Perlu diketahui, bahwa Mundjidah Wahab muda membangun keluarga, menikah dengan KH Imam Asy'ari Muhsin, pada tanggal 22 Juli 1968 silam.
Kedua sejoli ini awalnya tidak saling mengenal sebelum pernikahan. Ia justru kenal lebih dulu dengan adik dari Imam Asy'ari, lantaran berada pada satu organisasi yang dinaungi Nahdatul Ulama (NU), yakni Ikatan Pelajar Putri NU (IPPNU).
Keduanya saling mengenal, sebab kala itu keduanya sama-sama menjabat sebagai Ketua IPPNU. Dimana Mundjidah menjadi ketua IPPNU Jombang, sedang calon adik iparnya menjadi ketua IPPNU Blitar.
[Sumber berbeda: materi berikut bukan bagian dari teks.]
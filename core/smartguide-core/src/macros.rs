//! Named macro tables (made by FontLab https://www.fontlab.com/)
//!
//! Macro definitions are a single text block split into sections by `> name`
//! header lines. Each section body is ordinary rule text, parsed with macro
//! references disabled so that expansion never nests.

use std::collections::BTreeMap;

use thiserror::Error;

use crate::rules::{parse_rules, strip_comment, RuleError, RuleFilter};

/// Stock macro definitions shipped with the guide tool.
pub const DEFAULT_MACROS: &str = "\
> lowercase
category: Ll

> uppercase
category: Lu
name: *.uc

> smallcaps
name: *.sc*

> accents
name: circumflex
name: caron
name: tilde
name: breve
name: dotaccent
name: ring
name: hungarumlaut
name: ogonek
name: grave
name: acute
name: dieresis
name: macron
name: cedilla

> numbers
category: Nd

> tabular
name: *.tab*

> currency
name: dollar
name: cent
name: sterling
name: yen
name: Euro
name: uni20A9
name: numbersign
name: degree

> fractions
name: percent
name: perthousand
name: fraction
name: *.num
name: *.den

> legal
name: section
name: paragraph
name: copyright
name: uni24C5

> math
name: minus
name: notequal
name: lessequal
name: greaterequal
name: approxequal
name: multiply
name: plus
name: less
name: equal
name: greater
name: plusminus
name: divide

> containers
name: parenleft
name: parenright
name: bracketleft
name: bracketright
name: braceleft
name: braceright

> slashes
name: slash
name: backslash
name: bar
name: brokenbar

> punctuation
name: comma
name: period
name: ellipsis
name: colon
name: semicolon
name: periodcentered
name: question
name: questiondown
name: exclam
name: exclamdown

> dashes
name: hyphen
name: endash
name: emdash
name: bullet
name: underscore

> asterisk
name: asterisk
name: dagger
name: daggerdbl

> quotes
name: quotedblleft
name: quotedblright
name: quoteleft
name: quoteright
name: quotesingle
name: quotedbl
name: quotesinglbase
name: quotedblbase

> guillemot
name: guillemotleft
name: guillemotright
name: guilsinglleft
name: guilsinglright
";

/// Errors reported while reading macro definitions.
#[derive(Debug, Clone, PartialEq, Eq, Error)]
pub enum MacroError {
    #[error("rule line outside of a macro section: {0}")]
    OrphanLine(String),

    #[error("macro '{name}': {source}")]
    InvalidMacro {
        name: String,
        #[source]
        source: RuleError,
    },
}

/// Read-only mapping from macro name to its parsed filter.
///
/// Tables are rebuilt wholesale when configuration changes; filters parsed
/// against an older table keep their expanded predicates.
#[derive(Debug, Clone, Default, PartialEq, Eq)]
pub struct MacroTable {
    macros: BTreeMap<String, RuleFilter>,
}

impl MacroTable {
    /// An empty table: macro references are allowed but resolve to nothing.
    pub fn new() -> Self {
        Self::default()
    }

    /// The stock macros from [`DEFAULT_MACROS`].
    pub fn defaults() -> Result<Self, MacroError> {
        parse_macro_sections(DEFAULT_MACROS)
    }

    pub fn get(&self, name: &str) -> Option<&RuleFilter> {
        self.macros.get(name)
    }

    pub fn contains(&self, name: &str) -> bool {
        self.macros.contains_key(name)
    }

    pub fn names(&self) -> impl Iterator<Item = &str> {
        self.macros.keys().map(String::as_str)
    }

    pub fn iter(&self) -> impl Iterator<Item = (&str, &RuleFilter)> {
        self.macros.iter().map(|(name, filter)| (name.as_str(), filter))
    }

    pub fn len(&self) -> usize {
        self.macros.len()
    }

    pub fn is_empty(&self) -> bool {
        self.macros.is_empty()
    }
}

impl FromIterator<(String, RuleFilter)> for MacroTable {
    fn from_iter<T: IntoIterator<Item = (String, RuleFilter)>>(iter: T) -> Self {
        Self {
            macros: iter.into_iter().collect(),
        }
    }
}

/// Parse `> name` delimited macro text into a [`MacroTable`].
///
/// A repeated section name restarts that section, so the last definition wins.
pub fn parse_macro_sections(text: &str) -> Result<MacroTable, MacroError> {
    let mut sections: BTreeMap<String, Vec<&str>> = BTreeMap::new();
    let mut current: Option<String> = None;

    for raw in text.lines() {
        let line = strip_comment(raw);
        if line.is_empty() {
            continue;
        }
        if let Some(header) = line.strip_prefix('>') {
            let name = header.trim().to_string();
            sections.insert(name.clone(), Vec::new());
            current = Some(name);
            continue;
        }
        match current.as_ref().and_then(|name| sections.get_mut(name)) {
            Some(body) => body.push(line),
            None => return Err(MacroError::OrphanLine(line.to_string())),
        }
    }

    sections
        .into_iter()
        .map(|(name, body)| match parse_rules(&body.join("\n"), None) {
            Ok(filter) => Ok((name, filter)),
            Err(source) => Err(MacroError::InvalidMacro { name, source }),
        })
        .collect()
}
KH Imam Asy'ari Muhsin sendiri merupakan anak dari Kiai Muhsin, santri kesayangan KH Hasyim Asy’ari, sekaligus mantan lurah Pondok Pesantren Tebuireng Kabupaten Jombang.
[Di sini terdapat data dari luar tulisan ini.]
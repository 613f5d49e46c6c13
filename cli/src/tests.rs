use super::*;
use clap::CommandFactory;
use smartguide_core::rules::MatchPolicy;
use std::io::Cursor;
use tempfile::tempdir;

fn glyph_match(name: &str, script: Option<&str>, category: Option<&str>) -> GlyphMatch {
    GlyphMatch {
        name: name.to_string(),
        script: script.map(str::to_string),
        category: category.map(str::to_string),
    }
}

#[test]
fn parses_check_args_with_inline_rules() {
    let cli = Cli::try_parse_from(["smartguide", "check", "match: all\nname: A*", "--json"])
        .expect("parse cli");

    let Command::Check(args) = cli.command else {
        panic!("expected check command");
    };
    assert!(args.json);
    assert!(!args.no_macros);

    let text = read_rules(&args.input, Cursor::new(Vec::new())).expect("rules");
    let filter = parse_rules(&text, None).expect("parse");
    assert_eq!(filter, RuleFilter::new(MatchPolicy::All).with_names(["A*"]));
}

#[test]
fn parses_match_args() {
    let cli = Cli::try_parse_from([
        "smartguide",
        "-vv",
        "match",
        "--rules-file",
        "rules.txt",
        "-g",
        "glyphs.json",
        "-j",
        "4",
        "--ndjson",
    ])
    .expect("parse cli");

    assert_eq!(cli.verbose, 2);
    let Command::Match(args) = cli.command else {
        panic!("expected match command");
    };
    assert_eq!(args.jobs, Some(4));
    assert_eq!(args.glyphs, PathBuf::from("glyphs.json"));
    assert_eq!(args.input.rules_file, Some(PathBuf::from("rules.txt")));
    assert!(args.ndjson);
    assert_eq!(args.color, ColorChoice::Auto);
}

#[test]
fn json_and_ndjson_conflict() {
    let parse = Cli::try_parse_from([
        "smartguide", "match", "name: A", "-g", "g.json", "--json", "--ndjson",
    ]);
    assert!(parse.is_err());
}

#[test]
fn inline_rules_and_rules_file_conflict() {
    let parse = Cli::try_parse_from(["smartguide", "check", "name: A", "--rules-file", "r.txt"]);
    assert!(parse.is_err());

    let missing = Cli::try_parse_from(["smartguide", "check"]);
    assert!(missing.is_err(), "rule text is required");
}

#[test]
fn dash_rules_file_reads_stdin() {
    let cli = Cli::try_parse_from(["smartguide", "check", "--rules-file", "-"]).expect("parse cli");
    let Command::Check(args) = cli.command else {
        panic!("expected check command");
    };

    let stdin = Cursor::new(b"script: Latn\n# trailing comment\n".to_vec());
    let text = read_rules(&args.input, stdin).expect("rules");
    assert_eq!(text, "script: Latn\n# trailing comment\n");
}

#[test]
fn rules_file_is_read_from_disk() {
    let tmp = tempdir().expect("tempdir");
    let path = tmp.path().join("rules.txt");
    fs::write(&path, "category: Lu\n").expect("write");

    let input = RuleInput {
        rules: None,
        rules_file: Some(path),
    };
    let text = read_rules(&input, Cursor::new(Vec::new())).expect("rules");
    assert_eq!(text, "category: Lu\n");

    let missing = RuleInput {
        rules: None,
        rules_file: Some(tmp.path().join("missing.txt")),
    };
    assert!(read_rules(&missing, Cursor::new(Vec::new())).is_err());
}

#[test]
fn writes_filter_sets_in_fixed_order() {
    let filter = RuleFilter::new(MatchPolicy::All)
        .with_groups(["public.kern1.*"])
        .with_names(["b", "a"])
        .with_scripts(["Latn"]);

    let mut buf = Cursor::new(Vec::new());
    write_filter(&filter, &mut buf).expect("write");

    let output = String::from_utf8(buf.into_inner()).expect("utf8");
    assert_eq!(
        output,
        "match: all\nnames: a | b\nscripts: Latn\ngroups: public.kern1.*\n"
    );
}

#[test]
fn writes_macro_bodies_indented() {
    let macros = parse_macro_sections("> caps\nmatch: all\ncategory: Lu\n> figures\nname: *.tf")
        .expect("macros");

    let mut buf = Cursor::new(Vec::new());
    write_macros(&macros, &mut buf).expect("write");

    let output = String::from_utf8(buf.into_inner()).expect("utf8");
    assert_eq!(
        output,
        "> caps\n  categories: Lu\n> figures\n  names: *.tf\n"
    );
}

#[test]
fn macros_file_overrides_defaults() {
    let tmp = tempdir().expect("tempdir");
    let path = tmp.path().join("macros.txt");
    fs::write(&path, "> only\nscript: Grek\n").expect("write");

    let table = load_macros(Some(&path)).expect("macros");
    assert_eq!(table.len(), 1);
    assert!(table.contains("only"));
    assert!(!table.contains("lowercase"));

    fs::write(&path, "script: Grek\n").expect("write");
    let err = load_macros(Some(&path)).expect_err("orphan line");
    assert!(format!("{err:#}").contains("parsing macros"));
}

#[test]
fn writes_predicates_with_indent() {
    let filter = RuleFilter::new(MatchPolicy::All)
        .with_categories(["Lu"])
        .with_names(["*.uc"]);

    let mut buf = Cursor::new(Vec::new());
    write_predicates(&filter, "  ", &mut buf).expect("write");

    let output = String::from_utf8(buf.into_inner()).expect("utf8");
    assert_eq!(output, "  names: *.uc\n  categories: Lu\n");
}

#[test]
fn writes_plain_names() {
    let matches = vec![
        glyph_match("A", Some("Latn"), Some("Lu")),
        glyph_match("a.sc", None, None),
    ];

    let mut buf = Cursor::new(Vec::new());
    write_plain(&matches, &mut buf, false).expect("write");

    let output = String::from_utf8(buf.into_inner()).expect("utf8");
    assert_eq!(output, "A\na.sc\n");
}

#[test]
fn columns_align_and_mark_missing_attributes() {
    let matches = vec![
        glyph_match("Alpha", Some("Grek"), Some("Lu")),
        glyph_match("b", None, None),
    ];

    let mut buf = Cursor::new(Vec::new());
    write_columns(&matches, &mut buf, false).expect("write");

    let output = String::from_utf8(buf.into_inner()).expect("utf8");
    let lines: Vec<&str> = output.lines().collect();
    assert_eq!(lines.len(), 2);
    assert_eq!(lines[0].find("Grek"), lines[1].find('-'));
    assert!(lines[1].ends_with('-'));
}

#[test]
fn color_choice_is_applied() {
    let matches = vec![glyph_match("Alpha", None, None)];

    let mut buf = Cursor::new(Vec::new());
    write_plain(&matches, &mut buf, true).expect("write");

    let output = String::from_utf8(buf.into_inner()).expect("utf8");
    assert!(output.contains("\u{1b}[36m"));
}

#[test]
fn parses_color_and_columns_flags() {
    let cli = Cli::try_parse_from([
        "smartguide", "match", "name: A", "-g", "g.json", "--columns", "--color", "never",
    ])
    .expect("parse cli");

    let Command::Match(args) = cli.command else {
        panic!("expected match command");
    };
    assert!(args.columns);
    assert_eq!(args.color, ColorChoice::Never);
}

#[test]
fn serve_binds_localhost_by_default() {
    let cli = Cli::try_parse_from(["smartguide", "serve"]).expect("parse cli");
    let Command::Serve(args) = cli.command else {
        panic!("expected serve command");
    };
    assert_eq!(args.bind, "127.0.0.1:8765");
    assert!(args.macros.macros_file.is_none());
}

#[test]
fn help_output_includes_flags() {
    let mut root = Cli::command();
    let matching = root
        .find_subcommand_mut("match")
        .expect("match command present");
    let help = matching.render_long_help().to_string();
    assert!(help.contains("--macros-file"));
    assert!(help.contains("--color <COLOR>"));
    assert!(help.contains("--jobs <JOBS>"));
}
Setelah mondok di Tebuireng, Kiai Muhsin pulang ke Blitar, menjadi pengasuh pesantren, serta menjadi sosok penting berdirinya NU di Blitar.
Adapun Imam Asy’ari, sebelum menikah dengan Mundjidah, menghabiskan waktunya dengan belajar di Pondok Pesantren Sarang, Rembang, Jawa Tengah, yang diasuh oleh KH Maimoen Zuber.
Singkat cerita keduanya pun akhirnya dijodohkan, oleh masing-masing orang tuanya. Hingga akhirnya melalui perjodohan itu, keduanya menikah.
"Awalnya ya tidak kenal, kami dijodohkan. Pikiran kami waktu itu ya birrul walidain, manut dengan apa yang diminta orang tua. Waktu itu yakin bahwa pilihan orang tua adalah jodoh yang dipilihkan oleh Allah SWT," kata Mundjidah, saat ditemui di rumahnya, pada Minggu, 24 November 2024.
Lantaran berangkat dari latar belakang yang sama, Mundjidah dan Imam Asy’ari menjalani hari-hari sebagai suami istri dengan bahagia, hingga dikarunia 6 orang anak.
Selama menjalani kehidupan rumah tangga bersama Imam Asy’ari, Mundjidah mengaku mendapatkan perlakuan istimewa dari suaminya.